Choosing among JCA, JMS, and Web services for EAI

Introduction

Organizations evolve rapidly, and they seek to meet changing business requirements while managing costs. This means that enterprises desire to structure their own applications in a way that allows easy reorganization of information systems. Major organizational changes such as mergers or the creation of subsidiaries might also introduce new variables into the information system.

Enterprises might also need to buy applications on the market or to subcontract part of their business needs, such as ledger or back-office management. There is no guarantee that such services are available on the existing technical framework.

As the complexity of information system increases, development must be simplified. This brought about interest in Enterprise Application Integration (EAI). Still, enterprises must complement EAI with business services and a flexible way to access the resulting, integrated applications.

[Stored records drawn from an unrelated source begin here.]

//! Custom error type definitions.
//!
//! Every asynchronous object of `netnames` reports failure through one of the enums below. The
//! event errors are `Copy`, [`NameError`] carries the offending text and is only `Clone`. All of
//! them compare with `==`, so they can be queued as events and matched in tests.

use thiserror::Error;

/// Errors that may arise when converting or (un)escaping domain names.
#[derive(Debug, Error, PartialEq, Eq, Clone)]
pub enum NameError {
    #[error("Could not convert {0} to its ASCII (IDNA) form.")]
    Idna(String),

    #[error("Dangling escape character at the end of a domain label.")]
    DanglingEscape,

    #[error("Invalid decimal escape in domain label: \\{0}.")]
    InvalidDecimalEscape(String),
}

/// Errors reported by a `NameResolver`.
#[derive(Debug, Error, PartialEq, Eq, Copy, Clone)]
pub enum ResolverError {
    #[error("Generic lookup failure.")]
    Generic,

    #[error("The name does not exist.")]
    NoName,

    #[error("The lookup timed out.")]
    Timeout,

    #[error("No local (multicast) provider is available.")]
    NoLocal,

    #[error("Long-lived lookups are not supported for this name.")]
    NoLongLived,
}

/// Errors reported by a `ServiceBrowser`.
#[derive(Debug, Error, PartialEq, Eq, Copy, Clone)]
pub enum BrowserError {
    #[error("Generic browse failure.")]
    Generic,

    #[error("No local (multicast) provider is available.")]
    NoLocal,

    #[error("No provider can browse wide-area domains.")]
    NoWide,
}

/// Errors reported by a `ServiceResolver`.
#[derive(Debug, Error, PartialEq, Eq, Copy, Clone)]
pub enum ServiceResolverError {
    #[error("The service does not exist.")]
    ServiceNotFound,

    #[error("All candidate hosts have been tried.")]
    NoHostLeft,

    #[error("Generic service lookup failure.")]
    Generic,

    #[error("The service lookup timed out.")]
    Timeout,

    #[error("No local (multicast) provider is available.")]
    NoLocal,
}

impl ServiceResolverError {
    /// Maps the failure of an SRV lookup to the error a service resolver reports for it.
    pub fn from_srv_failure(err: ResolverError) -> Self {
        match err {
            ResolverError::NoName => Self::ServiceNotFound,
            ResolverError::Timeout => Self::Timeout,
            ResolverError::NoLocal => Self::NoLocal,
            ResolverError::Generic | ResolverError::NoLongLived => Self::Generic,
        }
    }
}

/// Errors reported by a `ServiceLocalPublisher`.
#[derive(Debug, Error, PartialEq, Eq, Copy, Clone)]
pub enum PublisherError {
    #[error("Generic publishing failure.")]
    Generic,

    #[error("The service instance name is already taken on the network.")]
    Conflict,

    #[error("No local (multicast) provider is available.")]
    NoLocal,
}

#[cfg(test)]
mod tests {
    use super::{NameError, ResolverError, ServiceResolverError};

    #[test]
    fn name_errors_keep_the_offending_text() {
        let error = NameError::Idna("bad\u{0}name".to_string());
        let copy = error.clone();
        assert_eq!(error, copy);
        assert_eq!(
            copy.to_string(),
            "Could not convert bad\u{0}name to its ASCII (IDNA) form."
        );
        assert_ne!(error, NameError::Idna("other".to_string()));
    }

    #[test]
    fn srv_failures_map_to_service_errors() {
        let error = ResolverError::Timeout;
        let queued = [error, error];
        assert_eq!(
            queued.map(ServiceResolverError::from_srv_failure),
            [ServiceResolverError::Timeout; 2]
        );
        assert_eq!(
            ServiceResolverError::from_srv_failure(ResolverError::NoLongLived),
            ServiceResolverError::Generic
        );
    }
}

Interface-based architectures currently address this increasing need for flexible access to business services and client independence. Interface-based architectures include such technologies as Web services, J2C Connector Architecture (JCA; see Resources for more information) and Java Message Service (JMS). They also include all of the variations of the command pattern, which isolates client code from the implementation of the business service. You can call such invocation frameworks from EAI middleware, and vice versa.

In this article we first discuss the main characteristics of each interface technology, and then the requirements that suggest one or another. After reading this article, you will understand how to position the various technologies and how to choose among them for a particular implementation.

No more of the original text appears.